Ovarian cancer is the most lethal of the gynecological cancers, and treatment is often complicated by diagnosis at late stages and the eventual development of resistance to conventional chemotherapy upon recurrence. Studies conducted by this laboratory over the past 8 years have identified new anticancer compounds which are effective against ovarian cells; even those that have developed resistance to standard chemotherapy. The compounds are unique in that they appear to selectively target cancer cells while sparing noncancerous cells. One of these new compounds has been shown to inhibit the STAT3 signaling pathway, which is critical for ovarian cancer growth and development of therapeutic resistance. Unlike other STAT3 inhibitors, we have shown that the new compounds can be delivered by oral administration, and are readily bioavailable in many tissues of the body in an animal model of ovarian cancer. Testing of these novel inhibitors in hypoxia-mediated, drug resistant ovarian cancer cells and in vivo tumors can be done in a clinically-relevant orthotopic model to evaluate anticancer efficacy. This model allows the investigator to not only evaluate the efficacy of new drugs in treating the primary tumor mass, but also permits investigation into the potential for prevention and/or treatment of metastatic engraftment and growth in nearby tissues and organs. We also propose to continue the bioavailablilty studies and begin to investigate the pharmacokinetic and metabolic breakdown of the compounds as well, in the hopes of eventual progression toward human trials.
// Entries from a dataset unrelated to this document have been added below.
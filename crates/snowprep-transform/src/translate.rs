//! Per-field translators.
//!
//! Both translators are total: malformed input is normalized, never raised.
//! `translate_codes` normalizes malformed input to `"[]"` while
//! `translate_subcategories` normalizes it to null.

use snowprep_model::{CodeMapping, EMPTY_ARRAY};

/// Outcome of translating one `Codes` field.
#[derive(Debug, Clone, PartialEq, Eq)]
pub enum CodesTranslation {
    /// JSON array of labels, with per-code lookup counts.
    Translated {
        value: String,
        mapped: usize,
        unmapped: usize,
    },
    /// The field held an empty array.
    Empty,
    /// The field was not a JSON array of strings.
    Malformed,
}

impl CodesTranslation {
    /// Output cell value: the JSON array, null for [`Self::Empty`], or `"[]"`
    /// for [`Self::Malformed`].
    pub fn into_value(self) -> Option<String> {
        match self {
            Self::Translated { value, .. } => Some(value),
            Self::Empty => None,
            Self::Malformed => Some(EMPTY_ARRAY.to_string()),
        }
    }
}

/// Outcome of translating one `Product Type Sub Category` field.
#[derive(Debug, Clone, PartialEq, Eq)]
pub enum SubcategoryTranslation {
    Joined(String),
    Empty,
    Malformed,
}

impl SubcategoryTranslation {
    pub fn into_value(self) -> Option<String> {
        match self {
            Self::Joined(value) => Some(value),
            Self::Empty | Self::Malformed => None,
        }
    }
}

fn decode_string_array(raw: &str) -> Option<Vec<String>> {
    serde_json::from_str::<Vec<String>>(raw).ok()
}

pub fn classify_codes(raw: &str, mapping: &CodeMapping) -> CodesTranslation {
    let Some(codes) = decode_string_array(raw) else {
        return CodesTranslation::Malformed;
    };
    if codes.is_empty() {
        return CodesTranslation::Empty;
    }

    let mut mapped = 0usize;
    let translated: Vec<&str> = codes
        .iter()
        .map(|code| match mapping.label(code) {
            Some(label) => {
                mapped += 1;
                label
            }
            None => code.as_str(),
        })
        .collect();

    match serde_json::to_string(&translated) {
        Ok(value) => CodesTranslation::Translated {
            value,
            mapped,
            unmapped: codes.len() - mapped,
        },
        Err(_) => CodesTranslation::Malformed,
    }
}

/// Translates a JSON array of codes into a JSON array of labels.
///
/// Unmapped codes pass through unchanged. Returns `None` for an empty array
/// and `"[]"` when `raw` is not a JSON array of strings.
///
/// ```
/// use snowprep_model::CodeMapping;
/// use snowprep_transform::translate_codes;
///
/// let mapping: CodeMapping = [("A1", "Billing Error")].into_iter().collect();
/// assert_eq!(
///     translate_codes(r#"["A1","Z9"]"#, &mapping).as_deref(),
///     Some(r#"["Billing Error","Z9"]"#)
/// );
/// assert_eq!(translate_codes("not json", &mapping).as_deref(), Some("[]"));
/// assert_eq!(translate_codes("[]", &mapping), None);
/// ```
pub fn translate_codes(raw: &str, mapping: &CodeMapping) -> Option<String> {
    classify_codes(raw, mapping).into_value()
}

pub fn classify_subcategories(raw: &str) -> SubcategoryTranslation {
    match decode_string_array(raw) {
        Some(subcategories) if subcategories.is_empty() => SubcategoryTranslation::Empty,
        Some(subcategories) => SubcategoryTranslation::Joined(subcategories.join(",")),
        None => SubcategoryTranslation::Malformed,
    }
}

/// Joins a JSON array of subcategory names with commas.
///
/// Returns `None` for an empty array and for anything that is not a JSON
/// array of strings.
///
/// ```
/// use snowprep_transform::translate_subcategories;
///
/// assert_eq!(
///     translate_subcategories(r#"["Loans","Mortgage"]"#).as_deref(),
///     Some("Loans,Mortgage")
/// );
/// assert_eq!(translate_subcategories("[]"), None);
/// ```
pub fn translate_subcategories(raw: &str) -> Option<String> {
    classify_subcategories(raw).into_value()
}

#[cfg(test)]
mod tests {
    use super::*;

    fn mapping() -> CodeMapping {
        [("A1", "Billing Error"), ("B2", "Late Fee")]
            .into_iter()
            .collect()
    }

    #[test]
    fn codes_counts_mapped_and_unmapped() {
        let outcome = classify_codes(r#"["A1","Z9","B2"]"#, &mapping());
        assert_eq!(
            outcome,
            CodesTranslation::Translated {
                value: r#"["Billing Error","Z9","Late Fee"]"#.to_string(),
                mapped: 2,
                unmapped: 1,
            }
        );
    }

    #[test]
    fn codes_malformed_inputs_normalize_to_empty_array() {
        let mapping = mapping();
        for raw in ["not json", "", "{\"A1\":1}", "\"A1\"", "42", "[1,2]", "[\"A1\",null]"] {
            assert_eq!(
                translate_codes(raw, &mapping).as_deref(),
                Some("[]"),
                "input {raw:?}"
            );
        }
    }

    #[test]
    fn codes_preserve_order_and_duplicates() {
        let value = translate_codes(r#"["B2","A1","B2"]"#, &mapping());
        assert_eq!(
            value.as_deref(),
            Some(r#"["Late Fee","Billing Error","Late Fee"]"#)
        );
    }

    #[test]
    fn codes_translation_is_idempotent_on_labels() {
        let once = translate_codes(r#"["A1","Z9"]"#, &mapping()).unwrap();
        let twice = translate_codes(&once, &mapping()).unwrap();
        assert_eq!(once, twice);
    }

    #[test]
    fn subcategories_malformed_inputs_are_null() {
        for raw in ["not json", "", "{}", "\"Loans\"", "[1]"] {
            assert_eq!(translate_subcategories(raw), None, "input {raw:?}");
        }
    }

    #[test]
    fn subcategory_single_value_has_no_separator() {
        assert_eq!(
            translate_subcategories(r#"["Credit Cards"]"#).as_deref(),
            Some("Credit Cards")
        );
    }
}
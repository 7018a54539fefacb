//! Library components of the `snowprep` binary.

pub mod logging;
pub mod pipeline;
pub mod report;
pub mod types;
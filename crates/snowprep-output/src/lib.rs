//! Import table output.
//!
//! Writes the translated DataFrame as a headed CSV. Null cells are written
//! as empty fields and quoting is applied only where needed.

use std::fs::File;
use std::path::{Path, PathBuf};

use polars::prelude::{CsvWriter, DataFrame, SerWriter};
use thiserror::Error;

#[derive(Debug, Error)]
pub enum OutputError {
    #[error("failed to create {path}: {source}")]
    Create {
        path: PathBuf,
        #[source]
        source: std::io::Error,
    },
    #[error("failed to write CSV {path}: {message}")]
    Write { path: PathBuf, message: String },
}

pub type Result<T> = std::result::Result<T, OutputError>;

/// Writes `df` to `path`, creating the parent directory if needed.
///
/// Returns the path written.
pub fn write_import_csv(df: &mut DataFrame, path: &Path) -> Result<PathBuf> {
    if let Some(parent) = path.parent()
        && !parent.as_os_str().is_empty()
    {
        std::fs::create_dir_all(parent).map_err(|e| OutputError::Create {
            path: parent.to_path_buf(),
            source: e,
        })?;
    }

    let mut file = File::create(path).map_err(|e| OutputError::Create {
        path: path.to_path_buf(),
        source: e,
    })?;

    CsvWriter::new(&mut file)
        .include_header(true)
        .finish(df)
        .map_err(|e| OutputError::Write {
            path: path.to_path_buf(),
            message: e.to_string(),
        })?;

    tracing::debug!(
        path = %path.display(),
        rows = df.height(),
        "wrote import table"
    );

    Ok(path.to_path_buf())
}

#[cfg(test)]
mod tests {
    use super::*;
    use polars::prelude::{Column, IntoColumn, NamedFrom, Series};
    use tempfile::TempDir;

    fn test_df() -> DataFrame {
        let cols: Vec<Column> = vec![
            Series::new("Complaint Number".into(), vec![Some("1"), Some("2")]).into_column(),
            Series::new(
                "Codes".into(),
                vec![Some(r#"["Billing Error","Z9"]"#), None],
            )
            .into_column(),
            Series::new(
                "Product Type Sub Category".into(),
                vec![Some("Loans,Mortgage"), None],
            )
            .into_column(),
        ];
        DataFrame::new(cols).unwrap()
    }

    #[test]
    fn test_write_import_csv_quotes_and_nulls() {
        let dir = TempDir::new().unwrap();
        let path = dir.path().join("data/snowflake_import.csv");
        let mut df = test_df();

        let written = write_import_csv(&mut df, &path).unwrap();
        assert_eq!(written, path);

        let contents = std::fs::read_to_string(&path).unwrap();
        let lines: Vec<&str> = contents.lines().collect();
        assert_eq!(lines[0], "Complaint Number,Codes,Product Type Sub Category");
        assert_eq!(
            lines[1],
            r#"1,"[""Billing Error"",""Z9""]","Loans,Mortgage""#
        );
        assert_eq!(lines[2], "2,,");
        assert_eq!(lines.len(), 3);
    }

    #[test]
    fn test_write_import_csv_overwrites_existing_file() {
        let dir = TempDir::new().unwrap();
        let path = dir.path().join("snowflake_import.csv");
        std::fs::write(&path, "stale\nstale\nstale\nstale\n").unwrap();

        let mut df = test_df();
        write_import_csv(&mut df, &path).unwrap();

        let contents = std::fs::read_to_string(&path).unwrap();
        assert_eq!(contents.lines().count(), 3);
        assert!(!contents.contains("stale"));
    }
}
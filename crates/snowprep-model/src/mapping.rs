use std::collections::BTreeMap;

use serde::{Deserialize, Serialize};

/// Read-only lookup from external code identifiers to human-readable labels.
///
/// Serializes as a flat JSON object (`{"recXXXX": "Billing Error"}`).
#[derive(Debug, Clone, Default, PartialEq, Eq, Serialize, Deserialize)]
#[serde(transparent)]
pub struct CodeMapping {
    entries: BTreeMap<String, String>,
}

impl CodeMapping {
    pub fn new() -> Self {
        Self::default()
    }

    /// Returns the label for `code`, if one is defined.
    pub fn label(&self, code: &str) -> Option<&str> {
        self.entries.get(code).map(String::as_str)
    }

    /// Returns the label for `code`, or `code` itself when it is unmapped.
    pub fn translate<'a>(&'a self, code: &'a str) -> &'a str {
        self.label(code).unwrap_or(code)
    }

    pub fn len(&self) -> usize {
        self.entries.len()
    }

    pub fn is_empty(&self) -> bool {
        self.entries.is_empty()
    }
}

impl<K, V> FromIterator<(K, V)> for CodeMapping
where
    K: Into<String>,
    V: Into<String>,
{
    fn from_iter<I: IntoIterator<Item = (K, V)>>(iter: I) -> Self {
        Self {
            entries: iter
                .into_iter()
                .map(|(code, label)| (code.into(), label.into()))
                .collect(),
        }
    }
}

#[cfg(test)]
mod tests {
    use super::*;

    #[test]
    fn translate_falls_back_to_code() {
        let mapping: CodeMapping = [("A1", "Billing Error")].into_iter().collect();
        assert_eq!(mapping.translate("A1"), "Billing Error");
        assert_eq!(mapping.translate("Z9"), "Z9");
        assert!(mapping.label("Z9").is_none());
    }

    #[test]
    fn later_entries_overwrite_earlier_labels() {
        let mapping: CodeMapping = [("A1", "Old"), ("A1", "New")].into_iter().collect();
        assert_eq!(mapping.len(), 1);
        assert_eq!(mapping.label("A1"), Some("New"));
    }
}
Selvendiran Karuppaiyah joined the faculty of The Ohio State University College of Medicine in 2011, where he is currently an Associate Professor in Gynecologic Oncology. He earned his PhD from the University of Madras in India, focusing on cancer therapeutics, then completed his post-doctoral training at Kurume Medical University in Japan, where his research targeted STAT3 in liver cancer. An accomplished researcher with more than 17 years of experience, Dr. Karuppaiyah has been repeatedly recognized for his exceptional contributions to the field of cancer research. Dr. Karuppaiyah received the Young Investigator Award from the Kaleidoscope of Hope (KOH) Foundation in 2008. Additional notable awards include the Ovarian Cancer Research Fund’s Liz Tilberis Scholars Program in 2011 and its subsequent renewal in 2014. After securing funding for his first NCI R01 grant in 2014, he continued to excel, receiving three grants from the Department of Defense Ovarian Cancer Research Program (DOD OCRP) from 2020 to 2021, along with the DOD PRCR Award in 2022.
Dr. Karuppaiyah’s research focuses on TMEM205 and PIAS3 roles in high-grade serous ovarian cancer initiation, alongside investigating exosome-derived protein candidates as early biomarkers for high-grade serous ovarian cancer (HGSOC). Dr. Karuppaiyah has also developed novel TMEM205 inhibitors for ovarian cancer. Collaborating closely with Dr. Cohn, MD, and Dr. Suarez, MD at The Ohio State University, he seeks innovative approaches to evaluate early oncogenic protein expression and extracellular vesicle secretion proteins as potential biomarkers for HGSOC. Dr. Karuppaiyah expects to use this information enhance the understanding of HGSOC tumorigenesis and develop targeted therapeutic approaches.